== Saved entries ==
Content starts
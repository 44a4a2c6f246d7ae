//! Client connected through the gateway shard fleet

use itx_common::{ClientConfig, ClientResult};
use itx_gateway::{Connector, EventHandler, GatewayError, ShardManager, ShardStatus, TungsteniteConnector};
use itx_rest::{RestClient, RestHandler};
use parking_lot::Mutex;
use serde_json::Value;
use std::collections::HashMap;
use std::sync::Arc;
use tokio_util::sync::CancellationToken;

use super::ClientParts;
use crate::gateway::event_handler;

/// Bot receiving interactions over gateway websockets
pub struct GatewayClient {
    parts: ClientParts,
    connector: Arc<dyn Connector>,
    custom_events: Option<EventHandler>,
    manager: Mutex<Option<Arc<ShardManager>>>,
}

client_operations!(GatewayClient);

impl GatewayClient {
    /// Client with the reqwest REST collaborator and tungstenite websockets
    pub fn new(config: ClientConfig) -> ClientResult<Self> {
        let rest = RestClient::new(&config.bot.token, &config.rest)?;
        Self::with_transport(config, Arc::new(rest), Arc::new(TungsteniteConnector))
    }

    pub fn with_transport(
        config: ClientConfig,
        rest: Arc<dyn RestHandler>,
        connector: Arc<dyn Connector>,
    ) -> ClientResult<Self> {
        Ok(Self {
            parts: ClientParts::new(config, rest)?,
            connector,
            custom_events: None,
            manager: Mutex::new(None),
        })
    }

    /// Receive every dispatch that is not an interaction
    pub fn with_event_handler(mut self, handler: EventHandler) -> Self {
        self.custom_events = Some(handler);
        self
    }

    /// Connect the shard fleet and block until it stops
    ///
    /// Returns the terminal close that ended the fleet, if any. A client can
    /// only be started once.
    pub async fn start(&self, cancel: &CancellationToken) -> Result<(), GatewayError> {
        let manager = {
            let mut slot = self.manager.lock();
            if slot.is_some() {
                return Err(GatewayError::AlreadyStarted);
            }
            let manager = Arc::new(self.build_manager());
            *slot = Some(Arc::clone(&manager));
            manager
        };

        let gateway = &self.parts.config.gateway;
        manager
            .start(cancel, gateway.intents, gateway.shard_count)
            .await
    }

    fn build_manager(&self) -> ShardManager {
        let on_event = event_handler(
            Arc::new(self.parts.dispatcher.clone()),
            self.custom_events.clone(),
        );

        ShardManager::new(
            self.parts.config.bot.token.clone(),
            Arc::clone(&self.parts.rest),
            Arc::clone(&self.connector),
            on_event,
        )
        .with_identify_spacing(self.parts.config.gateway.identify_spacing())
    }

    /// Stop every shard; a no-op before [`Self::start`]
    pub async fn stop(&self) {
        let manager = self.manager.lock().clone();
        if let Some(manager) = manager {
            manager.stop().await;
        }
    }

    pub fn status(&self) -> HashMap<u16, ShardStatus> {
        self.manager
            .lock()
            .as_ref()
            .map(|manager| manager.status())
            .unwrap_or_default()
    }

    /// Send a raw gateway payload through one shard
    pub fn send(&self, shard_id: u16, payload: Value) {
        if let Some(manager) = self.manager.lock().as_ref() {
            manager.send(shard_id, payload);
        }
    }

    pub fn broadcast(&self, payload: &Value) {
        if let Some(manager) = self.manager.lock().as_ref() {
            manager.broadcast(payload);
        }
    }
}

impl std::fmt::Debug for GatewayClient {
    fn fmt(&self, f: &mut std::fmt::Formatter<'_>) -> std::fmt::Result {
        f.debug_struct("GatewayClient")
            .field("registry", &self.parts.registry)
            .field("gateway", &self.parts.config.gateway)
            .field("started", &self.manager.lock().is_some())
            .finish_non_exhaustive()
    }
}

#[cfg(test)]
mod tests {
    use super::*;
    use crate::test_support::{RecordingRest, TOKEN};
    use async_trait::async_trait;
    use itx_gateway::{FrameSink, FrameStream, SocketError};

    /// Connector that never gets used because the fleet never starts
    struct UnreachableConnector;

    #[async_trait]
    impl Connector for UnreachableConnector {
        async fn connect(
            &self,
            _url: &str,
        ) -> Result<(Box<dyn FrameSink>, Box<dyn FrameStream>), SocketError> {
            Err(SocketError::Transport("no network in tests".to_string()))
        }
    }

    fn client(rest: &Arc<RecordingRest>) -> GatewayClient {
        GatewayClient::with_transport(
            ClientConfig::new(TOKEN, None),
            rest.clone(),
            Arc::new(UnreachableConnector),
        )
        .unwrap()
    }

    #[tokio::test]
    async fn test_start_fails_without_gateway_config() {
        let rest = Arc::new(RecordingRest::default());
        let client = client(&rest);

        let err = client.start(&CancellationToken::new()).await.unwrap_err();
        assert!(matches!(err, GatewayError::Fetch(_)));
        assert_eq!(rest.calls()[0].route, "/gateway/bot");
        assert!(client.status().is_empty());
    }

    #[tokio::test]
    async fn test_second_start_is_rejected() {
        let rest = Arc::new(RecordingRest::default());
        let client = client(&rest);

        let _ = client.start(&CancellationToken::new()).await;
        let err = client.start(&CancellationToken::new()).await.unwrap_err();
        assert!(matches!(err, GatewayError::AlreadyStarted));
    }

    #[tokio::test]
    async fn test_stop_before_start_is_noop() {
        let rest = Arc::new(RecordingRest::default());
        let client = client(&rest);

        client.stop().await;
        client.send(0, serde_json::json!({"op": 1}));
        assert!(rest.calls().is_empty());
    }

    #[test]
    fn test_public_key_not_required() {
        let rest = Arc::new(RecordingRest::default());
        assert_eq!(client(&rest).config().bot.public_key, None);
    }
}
Content ends
== AIM OF THE TASK ==
Once more, write all of the records exactly as given.

== EXERCISE OUTPUT ==
repository 44a4a2c6f246d7ae
//! Client connected through the gateway shard fleet

use itx_common::{ClientConfig, ClientResult};
use itx_gateway::{Connector, EventHandler, GatewayError, ShardManager, ShardStatus, TungsteniteConnector};
use itx_rest::{RestClient, RestHandler};
use parking_lot::Mutex;
use serde_json::Value;
use std::collections::HashMap;
use std::sync::Arc;
use tokio_util::sync::CancellationToken;

use super::ClientParts;
use crate::gateway::event_handler;

/// Bot receiving interactions over gateway websockets
pub struct GatewayClient {
    parts: ClientParts,
    connector: Arc<dyn Connector>,
    custom_events: Option<EventHandler>,
    manager: Mutex<Option<Arc<ShardManager>>>,
}

client_operations!(GatewayClient);

impl GatewayClient {
    /// Client with the reqwest REST collaborator and tungstenite websockets
    pub fn new(config: ClientConfig) -> ClientResult<Self> {
        let rest = RestClient::new(&config.bot.token, &config.rest)?;
        Self::with_transport(config, Arc::new(rest), Arc::new(TungsteniteConnector))
    }

    pub fn with_transport(
        config: ClientConfig,
        rest: Arc<dyn RestHandler>,
        connector: Arc<dyn Connector>,
    ) -> ClientResult<Self> {
        Ok(Self {
            parts: ClientParts::new(config, rest)?,
            connector,
            custom_events: None,
            manager: Mutex::new(None),
        })
    }

    /// Receive every dispatch that is not an interaction
    pub fn with_event_handler(mut self, handler: EventHandler) -> Self {
        self.custom_events = Some(handler);
        self
    }

    /// Connect the shard fleet and block until it stops
    ///
    /// Returns the terminal close that ended the fleet, if any. A client can
    /// only be started once.
    pub async fn start(&self, cancel: &CancellationToken) -> Result<(), GatewayError> {
        let manager = {
            let mut slot = self.manager.lock();
            if slot.is_some() {
                return Err(GatewayError::AlreadyStarted);
            }
            let manager = Arc::new(self.build_manager());
            *slot = Some(Arc::clone(&manager));
            manager
        };

        let gateway = &self.parts.config.gateway;
        manager
            .start(cancel, gateway.intents, gateway.shard_count)
            .await
    }

    fn build_manager(&self) -> ShardManager {
        let on_event = event_handler(
            Arc::new(self.parts.dispatcher.clone()),
            self.custom_events.clone(),
        );

        ShardManager::new(
            self.parts.config.bot.token.clone(),
            Arc::clone(&self.parts.rest),
            Arc::clone(&self.connector),
            on_event,
        )
        .with_identify_spacing(self.parts.config.gateway.identify_spacing())
    }

    /// Stop every shard; a no-op before [`Self::start`]
    pub async fn stop(&self) {
        let manager = self.manager.lock().clone();
        if let Some(manager) = manager {
            manager.stop().await;
        }
    }

    pub fn status(&self) -> HashMap<u16, ShardStatus> {
        self.manager
            .lock()
            .as_ref()
            .map(|manager| manager.status())
            .unwrap_or_default()
    }

    /// Send a raw gateway payload through one shard
    pub fn send(&self, shard_id: u16, payload: Value) {
        if let Some(manager) = self.manager.lock().as_ref() {
            manager.send(shard_id, payload);
        }
    }

    pub fn broadcast(&self, payload: &Value) {
        if let Some(manager) = self.manager.lock().as_ref() {
            manager.broadcast(payload);
        }
    }
}

impl std::fmt::Debug for GatewayClient {
    fn fmt(&self, f: &mut std::fmt::Formatter<'_>) -> std::fmt::Result {
        f.debug_struct("GatewayClient")
            .field("registry", &self.parts.registry)
            .field("gateway", &self.parts.config.gateway)
            .field("started", &self.manager.lock().is_some())
            .finish_non_exhaustive()
    }
}

#[cfg(test)]
mod tests {
    use super::*;
    use crate::test_support::{RecordingRest, TOKEN};
    use async_trait::async_trait;
    use itx_gateway::{FrameSink, FrameStream, SocketError};

    /// Connector that never gets used because the fleet never starts
    struct UnreachableConnector;

    #[async_trait]
    impl Connector for UnreachableConnector {
        async fn connect(
            &self,
            _url: &str,
        ) -> Result<(Box<dyn FrameSink>, Box<dyn FrameStream>), SocketError> {
            Err(SocketError::Transport("no network in tests".to_string()))
        }
    }

    fn client(rest: &Arc<RecordingRest>) -> GatewayClient {
        GatewayClient::with_transport(
            ClientConfig::new(TOKEN, None),
            rest.clone(),
            Arc::new(UnreachableConnector),
        )
        .unwrap()
    }

    #[tokio::test]
    async fn test_start_fails_without_gateway_config() {
        let rest = Arc::new(RecordingRest::default());
        let client = client(&rest);

        let err = client.start(&CancellationToken::new()).await.unwrap_err();
        assert!(matches!(err, GatewayError::Fetch(_)));
        assert_eq!(rest.calls()[0].route, "/gateway/bot");
        assert!(client.status().is_empty());
    }

    #[tokio::test]
    async fn test_second_start_is_rejected() {
        let rest = Arc::new(RecordingRest::default());
        let client = client(&rest);

        let _ = client.start(&CancellationToken::new()).await;
        let err = client.start(&CancellationToken::new()).await.unwrap_err();
        assert!(matches!(err, GatewayError::AlreadyStarted));
    }

    #[tokio::test]
    async fn test_stop_before_start_is_noop() {
        let rest = Arc::new(RecordingRest::default());
        let client = client(&rest);

        client.stop().await;
        client.send(0, serde_json::json!({"op": 1}));
        assert!(rest.calls().is_empty());
    }

    #[test]
    fn test_public_key_not_required() {
        let rest = Arc::new(RecordingRest::default());
        assert_eq!(client(&rest).config().bot.public_key, None);
    }
}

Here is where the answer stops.